Download or read book China s Transition to a Global Economy written by Michael Webber and published by Springer. This book was released on 2002-12-13 with total page 287 pages. Available in PDF, EPUB and Kindle. Book excerpt: How has China approached the global economy? Webber, Wang and Zhu attempt to answer this question through analysis of the concepts of globalization, transition and regionalization. China's approach has been experimental, stressing the liberalization of trade and investment flows and the development of a market economy. By these indexes globalization in China has been gradual and uneven. Integrating Western social science and Chinese research, this book assesses the nature and effect of globalization in China and its implications.

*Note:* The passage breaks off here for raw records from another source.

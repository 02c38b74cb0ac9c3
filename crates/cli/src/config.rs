//! Configuration loading from grammatic.toml.

use eventlog::LOGS_DIR;
use eventlog::excerpt::DEFAULT_EXCERPT_LIMIT;
use serde::Deserialize;
use std::path::{Path, PathBuf};

/// Config file looked up in the repository root.
pub const CONFIG_FILE: &str = "grammatic.toml";

/// Shortest excerpt limit that still fits the truncation marker.
const MIN_EXCERPT_LIMIT: usize = 4;

/// Top-level configuration.
#[derive(Debug, Default, Deserialize)]
pub struct Config {
    /// Log file location and write limits.
    #[serde(default)]
    pub logs: LogsConfig,

    /// Query defaults.
    #[serde(default)]
    pub query: QueryConfig,
}

#[derive(Debug, Deserialize)]
pub struct LogsConfig {
    /// Logs directory, relative to the repository root.
    #[serde(default = "default_logs_dir")]
    pub dir: PathBuf,

    /// Maximum characters of a persisted stderr excerpt.
    #[serde(default = "default_excerpt_limit")]
    pub excerpt_limit: usize,
}

impl Default for LogsConfig {
    fn default() -> Self {
        Self {
            dir: default_logs_dir(),
            excerpt_limit: default_excerpt_limit(),
        }
    }
}

#[derive(Debug, Deserialize)]
pub struct QueryConfig {
    /// Number of events `builds` and `parses` show without `--limit`.
    #[serde(default = "default_limit")]
    pub default_limit: usize,
}

impl Default for QueryConfig {
    fn default() -> Self {
        Self {
            default_limit: default_limit(),
        }
    }
}

fn default_logs_dir() -> PathBuf {
    PathBuf::from(LOGS_DIR)
}

fn default_excerpt_limit() -> usize {
    DEFAULT_EXCERPT_LIMIT
}

fn default_limit() -> usize {
    10
}

impl Config {
    /// Load configuration from a TOML file.
    pub fn load(path: impl AsRef<Path>) -> Result<Self, ConfigError> {
        let content = std::fs::read_to_string(path.as_ref())?;
        Self::parse(&content)
    }

    /// Parse configuration from TOML string.
    pub fn parse(toml: &str) -> Result<Self, ConfigError> {
        let config: Self = toml::from_str(toml).map_err(|e| ConfigError::Parse(e.to_string()))?;
        config.validate()?;
        Ok(config)
    }

    /// Resolve the configuration for a repository.
    ///
    /// An explicit path must exist. Otherwise `<repo_root>/grammatic.toml` is
    /// used when present, and built-in defaults when not.
    pub fn resolve(repo_root: &Path, explicit: Option<&Path>) -> Result<Self, ConfigError> {
        if let Some(path) = explicit {
            return Self::load(path);
        }
        let path = repo_root.join(CONFIG_FILE);
        if path.is_file() {
            Self::load(path)
        } else {
            Ok(Self::default())
        }
    }

    /// Absolute-or-root-relative logs directory.
    pub fn logs_dir(&self, repo_root: &Path) -> PathBuf {
        repo_root.join(&self.logs.dir)
    }

    fn validate(&self) -> Result<(), ConfigError> {
        if self.logs.excerpt_limit < MIN_EXCERPT_LIMIT {
            return Err(ConfigError::Invalid(format!(
                "logs.excerpt_limit must be at least {MIN_EXCERPT_LIMIT}, got {}",
                self.logs.excerpt_limit
            )));
        }
        Ok(())
    }
}

#[derive(Debug, thiserror::Error)]
pub enum ConfigError {
    #[error("failed to read config: {0}")]
    Io(#[from] std::io::Error),

    #[error("failed to parse config: {0}")]
    Parse(String),

    #[error("invalid config: {0}")]
    Invalid(String),
}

Book Transition and Development in China

Download or read book Transition and Development in China written by Yun Chen and published by Routledge. This book was released on 2017-11-30 with total page 426 pages. Available in PDF, EPUB and Kindle. Book excerpt: China's transition from a planned economy to a market economy has succeeded in producing more than a decade of phenomenal growth. Whilst similar reforms in countries of Central and Eastern Europe and the former Soviet Union have seen an initial downturn in production, usually with a significant rise in unemployment, the success of the approach taken by China has been remarkable. However, China embarked upon the process, without a well-designed blueprint at the outset. The resulting piecemeal, partial, incremental, and often experimental approach has proved complicated to implement - requiring a complex melding of politics and economics, internal and foreign affairs, government and market. How the difficult task of balancing the diverse array of often competing concerns has been achieved is the subject of this book, which examines the dismantling of the centrally planned system and the mechanism of institutional change in Chinese transition.